Now, why would anyone choose such a complicated way of doing things?  Ultimately, it is so that the smallest classes still matter.  If we imagine each class has different preferences (some like comedies, others horror movies), then we could imagine them saying, "well, I don't want to see that particular comedy as much as another comedy, but I'd rather see it than any horror movie."  Well, if their class is little, they just don't matter - they'll split their vote and lose every time - it is horror movies forever!  On the other hand, if they pool their votes, even though their class is little compared to some, their vote still is much more likely to matter.  Ah-ha!

So, why is the Electoral College important?  Among other reasons, it gives little states like North Dakota and West Virginia the chance to matter.  They don't always matter, but everyone at least has to regard them as mattering just in case - which means they matter. Weird, eh?

The problem is, of course, that sometimes the Electoral College votes differently from the population as a whole.  Right now we feel like that is worth it, a cost to make sure the small states matter.  Someday that might change, but that'll involve a cost of its own.

Well, thank-you all for the wonderful questions - I hope you have a wonderful Election Day!




Presidential Hopeful Visits

Check out this map at The New York Times to see where presidential candidates have visited since the Republican convention - interesting graphic, I think.

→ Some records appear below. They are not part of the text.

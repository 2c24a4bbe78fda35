//! # Payable Recipients
//!
//! The engine never moves value itself. Every payout is handed to a
//! [`PayableRecipient`], which stands for the transfer mechanism together
//! with whatever logic the receiving party runs on acceptance. Its result
//! is observable: `Ok(())` means the value arrived, any error means it did
//! not and the engine rolls back.
//!
//! The recipient is passed the escrow itself, so an implementation can call
//! back into the engine synchronously while the payout is in flight. The
//! engine must stay correct under that reentrancy.
//!
//! [`AccountBook`] is the in-memory host used by the CLI and the test suite:
//! a balance per party plus a configurable set of parties that refuse
//! payments.

use std::cell::RefCell;
use std::collections::{BTreeMap, BTreeSet};
use std::rc::Rc;

use escrow_core::{Amount, EscrowId, PartyId};
use serde::{Deserialize, Serialize};

use crate::error::TransferError;
use crate::escrow::{Escrow, Resolution};

/// One outbound value transfer from an escrow.
#[derive(Debug, Clone, Copy, PartialEq, Eq, Serialize, Deserialize)]
pub struct Payment {
    /// The paying escrow.
    pub escrow: EscrowId,
    /// The receiving party.
    pub to: PartyId,
    /// Value transferred.
    pub amount: Amount,
    /// Which resolution triggered the payout.
    pub resolution: Resolution,
}

/// A party (or transfer rail) able to receive value from an escrow.
pub trait PayableRecipient {
    /// Accept `payment`, or report why it could not be accepted.
    ///
    /// `escrow` is the paying instance. Implementations may call its
    /// operations; the engine rejects any state change attempted this way.
    fn receive(&self, escrow: &Escrow, payment: &Payment) -> Result<(), TransferError>;
}

impl<T: PayableRecipient + ?Sized> PayableRecipient for Rc<T> {
    fn receive(&self, escrow: &Escrow, payment: &Payment) -> Result<(), TransferError> {
        (**self).receive(escrow, payment)
    }
}

/// In-memory balances for every party, acting as the host ledger.
#[derive(Debug, Default)]
pub struct AccountBook {
    balances: RefCell<BTreeMap<PartyId, Amount>>,
    rejecting: RefCell<BTreeSet<PartyId>>,
}

impl AccountBook {
    /// Create an empty book.
    pub fn new() -> Self {
        Self::default()
    }

    /// Create a book seeded with opening balances.
    pub fn with_balances(balances: impl IntoIterator<Item = (PartyId, Amount)>) -> Self {
        Self {
            balances: RefCell::new(balances.into_iter().collect()),
            rejecting: RefCell::new(BTreeSet::new()),
        }
    }

    /// Current balance of `party` (zero if never seen).
    pub fn balance_of(&self, party: &PartyId) -> Amount {
        self.balances
            .borrow()
            .get(party)
            .copied()
            .unwrap_or(Amount::ZERO)
    }

    /// Snapshot of every non-default balance.
    pub fn balances(&self) -> BTreeMap<PartyId, Amount> {
        self.balances.borrow().clone()
    }

    /// Add `amount` to `party`.
    pub fn credit(&self, party: PartyId, amount: Amount) -> Result<(), TransferError> {
        let mut balances = self.balances.borrow_mut();
        let entry = balances.entry(party).or_insert(Amount::ZERO);
        *entry = entry
            .checked_add(amount)
            .map_err(|e| TransferError::Unavailable(e.to_string()))?;
        Ok(())
    }

    /// Remove `amount` from `party`.
    ///
    /// # Errors
    ///
    /// `InsufficientFunds` if the balance is smaller than `amount`; the
    /// balance is left untouched.
    pub fn debit(&self, party: PartyId, amount: Amount) -> Result<(), TransferError> {
        let mut balances = self.balances.borrow_mut();
        let balance = balances.get(&party).copied().unwrap_or(Amount::ZERO);
        let remaining = balance
            .checked_sub(amount)
            .map_err(|_| TransferError::InsufficientFunds {
                party,
                balance,
                requested: amount,
            })?;
        balances.insert(party, remaining);
        Ok(())
    }

    /// Make `party` refuse every future payment.
    pub fn reject_payments_to(&self, party: PartyId) {
        self.rejecting.borrow_mut().insert(party);
    }

    /// Make `party` accept payments again.
    pub fn accept_payments_to(&self, party: &PartyId) {
        self.rejecting.borrow_mut().remove(party);
    }

    /// Whether `party` currently refuses payments.
    pub fn is_rejecting(&self, party: &PartyId) -> bool {
        self.rejecting.borrow().contains(party)
    }

    /// Sum of all balances, saturating at the maximum amount.
    pub fn total(&self) -> Amount {
        Amount::new(
            self.balances
                .borrow()
                .values()
                .fold(0u64, |acc, a| acc.saturating_add(a.units())),
        )
    }
}

impl PayableRecipient for AccountBook {
    fn receive(&self, _escrow: &Escrow, payment: &Payment) -> Result<(), TransferError> {
        if self.is_rejecting(&payment.to) {
            return Err(TransferError::Rejected {
                to: payment.to,
                reason: "recipient does not accept payments".to_string(),
            });
        }
        self.credit(payment.to, payment.amount)
    }
}
//! # Error Types
//!
//! Errors raised while constructing core primitives from untrusted input
//! (command-line arguments, config files, persisted records).

use thiserror::Error;

/// Error constructing a core primitive.
#[derive(Error, Debug, Clone, PartialEq, Eq)]
pub enum CoreError {
    /// A party identity string could not be parsed.
    #[error("invalid party identity {input:?}: {reason}")]
    InvalidParty {
        /// The rejected input.
        input: String,
        /// Why it was rejected.
        reason: String,
    },

    /// An amount string could not be parsed.
    #[error("invalid amount {input:?}: {reason}")]
    InvalidAmount {
        /// The rejected input.
        input: String,
        /// Why it was rejected.
        reason: String,
    },

    /// Arithmetic on amounts overflowed or underflowed.
    #[error("amount arithmetic {op} overflowed: {lhs} {op} {rhs}")]
    AmountOverflow {
        /// The operation attempted (`+` or `-`).
        op: &'static str,
        /// Left operand.
        lhs: u64,
        /// Right operand.
        rhs: u64,
    },
}
//! # Escrow Notifications and Audit Trail
//!
//! `EscrowEvent` is the observable notification emitted by a successful
//! deposit, release, or refund. `EscrowTransitionRecord` is the audit entry
//! appended on every lifecycle transition.
//!
//! Both logs are journaled with the rest of the escrow state: entries
//! appended during an operation that later fails are discarded together
//! with its state mutations.

use escrow_core::{Amount, PartyId, Timestamp};
use serde::{Deserialize, Serialize};

use crate::escrow::EscrowState;

/// A notification emitted by the escrow.
#[derive(Debug, Clone, PartialEq, Eq, Serialize, Deserialize)]
#[serde(tag = "event", rename_all = "snake_case")]
pub enum EscrowEvent {
    /// The depositor funded the escrow.
    Deposited {
        /// The depositor.
        from: PartyId,
        /// Value placed in escrow.
        amount: Amount,
    },
    /// The arbiter released the funds to the beneficiary.
    Released {
        /// The beneficiary.
        to: PartyId,
        /// Value paid out.
        amount: Amount,
    },
    /// The arbiter returned the funds to the depositor.
    Refunded {
        /// The depositor.
        to: PartyId,
        /// Value paid out.
        amount: Amount,
    },
}

impl EscrowEvent {
    /// Event name as used in logs and CLI output.
    pub fn name(&self) -> &'static str {
        match self {
            Self::Deposited { .. } => "Deposited",
            Self::Released { .. } => "Released",
            Self::Refunded { .. } => "Refunded",
        }
    }

    /// The value carried by the event.
    pub fn amount(&self) -> Amount {
        match self {
            Self::Deposited { amount, .. }
            | Self::Released { amount, .. }
            | Self::Refunded { amount, .. } => *amount,
        }
    }
}

impl std::fmt::Display for EscrowEvent {
    fn fmt(&self, f: &mut std::fmt::Formatter<'_>) -> std::fmt::Result {
        match self {
            Self::Deposited { from, amount } => write!(f, "Deposited(from={from}, amount={amount})"),
            Self::Released { to, amount } => write!(f, "Released(to={to}, amount={amount})"),
            Self::Refunded { to, amount } => write!(f, "Refunded(to={to}, amount={amount})"),
        }
    }
}

/// Record of an escrow lifecycle transition.
#[derive(Debug, Clone, PartialEq, Eq, Serialize, Deserialize)]
pub struct EscrowTransitionRecord {
    /// State before the transition.
    pub from_state: EscrowState,
    /// State after the transition.
    pub to_state: EscrowState,
    /// The caller that caused the transition.
    pub actor: PartyId,
    /// When the transition occurred.
    pub timestamp: Timestamp,
}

Dr. Ray's Question: Does campaign spending reveal preferences of the Federal government?

The good Dr. Daniel Ray of the glorious Commonwealth of Virginia asks:


Does the disparity of spending in swing states vs non-swing by all parties involved highlight the shortcomings of the electoral college system in ensuring that the system equally values (in monetary and public policy terms) each citizen regardless of what state they happen to live in? If so, what's the benefit of this system that outweighs that shortcoming?


Geez.  A doozy.  An official doozy.  Let's get to it.

First, the spending in both swing and non-swing states really comes from a variety of sources - the candidates pockets, of course, the parties, and political action committees (the last of which have virtually unlimited spending rights as long as they remain adequately ambiguous in their phrasing).  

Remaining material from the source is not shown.